=== EXERCISE INPUTS ===
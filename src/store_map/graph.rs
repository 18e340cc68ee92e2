//! Precomputed walkable graph over a store map.
//!
//! Built once per map and shared read-only (behind an `Arc`) across
//! snapping, routing and the Wi-Fi fix. Precomputes the id lookup, the
//! adjacency list for Dijkstra and an R-tree over node positions for
//! nearest-node queries.

use std::collections::HashMap;
use std::sync::Arc;

use rstar::primitives::GeomWithData;
use rstar::RTree;
use serde::{Deserialize, Serialize};

use crate::geometry::Point2;
use crate::store_map::map::{NodeType, StoreMap, StoreMapAnchor, StoreMapNode};

/// A walkable edge identified by its endpoint node ids.
#[derive(Clone, Debug, PartialEq, Eq, Serialize, Deserialize)]
pub struct EdgeRef {
    pub from: String,
    pub to: String,
}

impl EdgeRef {
    /// True when both refer to the same edge in either orientation.
    pub fn same_edge(&self, other: &EdgeRef) -> bool {
        (self.from == other.from && self.to == other.to)
            || (self.from == other.to && self.to == other.from)
    }

    /// True when the two edges share at least one endpoint.
    pub fn shares_endpoint(&self, other: &EdgeRef) -> bool {
        self.from == other.from
            || self.from == other.to
            || self.to == other.from
            || self.to == other.to
    }
}

/// Resolved edge segment used for projection and scoring.
#[derive(Clone, Debug)]
pub struct EdgeSeg {
    pub from: usize,
    pub to: usize,
    pub a: Point2,
    pub b: Point2,
    pub weight: f64,
    pub bidirectional: bool,
}

type NodeGeom = GeomWithData<[f64; 2], usize>;

pub struct StoreGraph {
    map: StoreMap,
    id_to_index: HashMap<String, usize>,
    edges: Vec<EdgeSeg>,
    adjacency: Vec<Vec<(usize, f64)>>,
    tree: RTree<NodeGeom>,
}

impl StoreGraph {
    /// Build the graph. Edges referencing unknown nodes are skipped (the
    /// map loader already drops them, this just refuses to panic on a
    /// hand-built map).
    pub fn new(map: StoreMap) -> Arc<StoreGraph> {
        let id_to_index: HashMap<String, usize> = map
            .nodes
            .iter()
            .enumerate()
            .map(|(i, n)| (n.id.clone(), i))
            .collect();

        let mut edges = Vec::with_capacity(map.edges.len());
        let mut adjacency = vec![Vec::new(); map.nodes.len()];
        for edge in &map.edges {
            let (from, to) = match (id_to_index.get(&edge.from), id_to_index.get(&edge.to)) {
                (Some(&f), Some(&t)) => (f, t),
                _ => continue,
            };
            let a = map.nodes[from].point();
            let b = map.nodes[to].point();
            let weight = edge.distance.unwrap_or_else(|| a.distance_to(b));

            adjacency[from].push((to, weight));
            if edge.bidirectional {
                adjacency[to].push((from, weight));
            }
            // Only edges that can actually be walked are snap candidates
            if weight > 0.0 || edge.bidirectional {
                edges.push(EdgeSeg {
                    from,
                    to,
                    a,
                    b,
                    weight,
                    bidirectional: edge.bidirectional,
                });
            }
        }

        let tree = RTree::bulk_load(
            map.nodes
                .iter()
                .enumerate()
                .map(|(i, n)| NodeGeom::new([n.x, n.y], i))
                .collect(),
        );

        Arc::new(StoreGraph {
            map,
            id_to_index,
            edges,
            adjacency,
            tree,
        })
    }

    pub fn map(&self) -> &StoreMap {
        &self.map
    }

    pub fn anchors(&self) -> &[StoreMapAnchor] {
        &self.map.anchors
    }

    pub fn node_count(&self) -> usize {
        self.map.nodes.len()
    }

    pub fn node(&self, index: usize) -> &StoreMapNode {
        &self.map.nodes[index]
    }

    pub fn node_point(&self, index: usize) -> Point2 {
        self.map.nodes[index].point()
    }

    pub fn node_index(&self, id: &str) -> Option<usize> {
        self.id_to_index.get(id).copied()
    }

    pub fn edges(&self) -> &[EdgeSeg] {
        &self.edges
    }

    pub fn adjacency(&self) -> &[Vec<(usize, f64)>] {
        &self.adjacency
    }

    pub fn edge_ref(&self, seg: &EdgeSeg) -> EdgeRef {
        EdgeRef {
            from: self.map.nodes[seg.from].id.clone(),
            to: self.map.nodes[seg.to].id.clone(),
        }
    }

    /// Index of the closest node passing the optional type filter.
    pub fn nearest_node_index(
        &self,
        point: Point2,
        types: Option<&[NodeType]>,
    ) -> Option<usize> {
        self.tree
            .nearest_neighbor_iter(&[point.x, point.y])
            .map(|geom| geom.data)
            .find(|&idx| match types {
                None => true,
                Some(allowed) => allowed.contains(&self.map.nodes[idx].node_type),
            })
    }

    /// Id of the closest node passing the optional type filter.
    pub fn nearest_node_id(&self, point: Point2, types: Option<&[NodeType]>) -> Option<&str> {
        self.nearest_node_index(point, types)
            .map(|idx| self.map.nodes[idx].id.as_str())
    }
}

#[cfg(test)]
mod tests {
    use super::*;
    use crate::store_map::map::StoreMapEdge;

    pub(crate) fn grid_map() -> StoreMap {
        // n0 --- n1 --- n2     (y = 0)
        //         |
        //        n3            (y = 6)
        let node = |id: &str, x: f64, y: f64, node_type: NodeType| StoreMapNode {
            id: id.to_string(),
            label: id.to_uppercase(),
            x,
            y,
            floor: 0,
            node_type,
            section_id: None,
        };
        StoreMap {
            id: "grid".to_string(),
            label: "Grid".to_string(),
            grid_size: None,
            nodes: vec![
                node("n0", 0.0, 0.0, NodeType::Entry),
                node("n1", 10.0, 0.0, NodeType::Walkway),
                node("n2", 20.0, 0.0, NodeType::Aisle),
                node("n3", 10.0, 6.0, NodeType::Poi),
            ],
            edges: vec![
                StoreMapEdge {
                    from: "n0".to_string(),
                    to: "n1".to_string(),
                    distance: None,
                    bidirectional: true,
                },
                StoreMapEdge {
                    from: "n1".to_string(),
                    to: "n2".to_string(),
                    distance: None,
                    bidirectional: true,
                },
                StoreMapEdge {
                    from: "n1".to_string(),
                    to: "n3".to_string(),
                    distance: None,
                    bidirectional: true,
                },
            ],
            anchors: Vec::new(),
            dropped_edges: 0,
        }
    }

    #[test]
    fn test_adjacency_construction() {
        let graph = StoreGraph::new(grid_map());
        let n1 = graph.node_index("n1").unwrap();
        let mut neighbors: Vec<&str> = graph.adjacency()[n1]
            .iter()
            .map(|&(idx, _)| graph.node(idx).id.as_str())
            .collect();
        neighbors.sort();
        assert_eq!(neighbors, vec!["n0", "n2", "n3"]);
    }

    #[test]
    fn test_one_way_edge_single_direction() {
        let mut map = grid_map();
        map.edges[0].bidirectional = false; // n0 -> n1 only
        let graph = StoreGraph::new(map);
        let n0 = graph.node_index("n0").unwrap();
        let n1 = graph.node_index("n1").unwrap();
        assert!(graph.adjacency()[n0].iter().any(|&(idx, _)| idx == n1));
        assert!(!graph.adjacency()[n1].iter().any(|&(idx, _)| idx == n0));
    }

    #[test]
    fn test_explicit_distance_overrides_euclidean() {
        let mut map = grid_map();
        map.edges[0].distance = Some(42.0);
        let graph = StoreGraph::new(map);
        let n0 = graph.node_index("n0").unwrap();
        let (_, w) = graph.adjacency()[n0][0];
        assert_eq!(w, 42.0);
    }

    #[test]
    fn test_nearest_node_with_filter() {
        let graph = StoreGraph::new(grid_map());
        let p = Point2::new(9.0, 1.0);
        assert_eq!(graph.nearest_node_id(p, None), Some("n1"));
        assert_eq!(
            graph.nearest_node_id(p, Some(&[NodeType::Poi])),
            Some("n3"),
            "filter should skip closer nodes of other types"
        );
        assert_eq!(graph.nearest_node_id(p, Some(&[NodeType::Exit])), None);
    }

    #[test]
    fn test_edge_ref_relations() {
        let e1 = EdgeRef {
            from: "a".to_string(),
            to: "b".to_string(),
        };
        let e1_rev = EdgeRef {
            from: "b".to_string(),
            to: "a".to_string(),
        };
        let e2 = EdgeRef {
            from: "b".to_string(),
            to: "c".to_string(),
        };
        let e3 = EdgeRef {
            from: "x".to_string(),
            to: "y".to_string(),
        };
        assert!(e1.same_edge(&e1_rev));
        assert!(!e1.same_edge(&e2));
        assert!(e1.shares_endpoint(&e2));
        assert!(!e1.shares_endpoint(&e3));
    }
}
pub mod kalman_2d;

pub use kalman_2d::{Kalman2D, Kalman2DState};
===
Determine how many lines in the data include "weight", and let the answer be that number alone.

6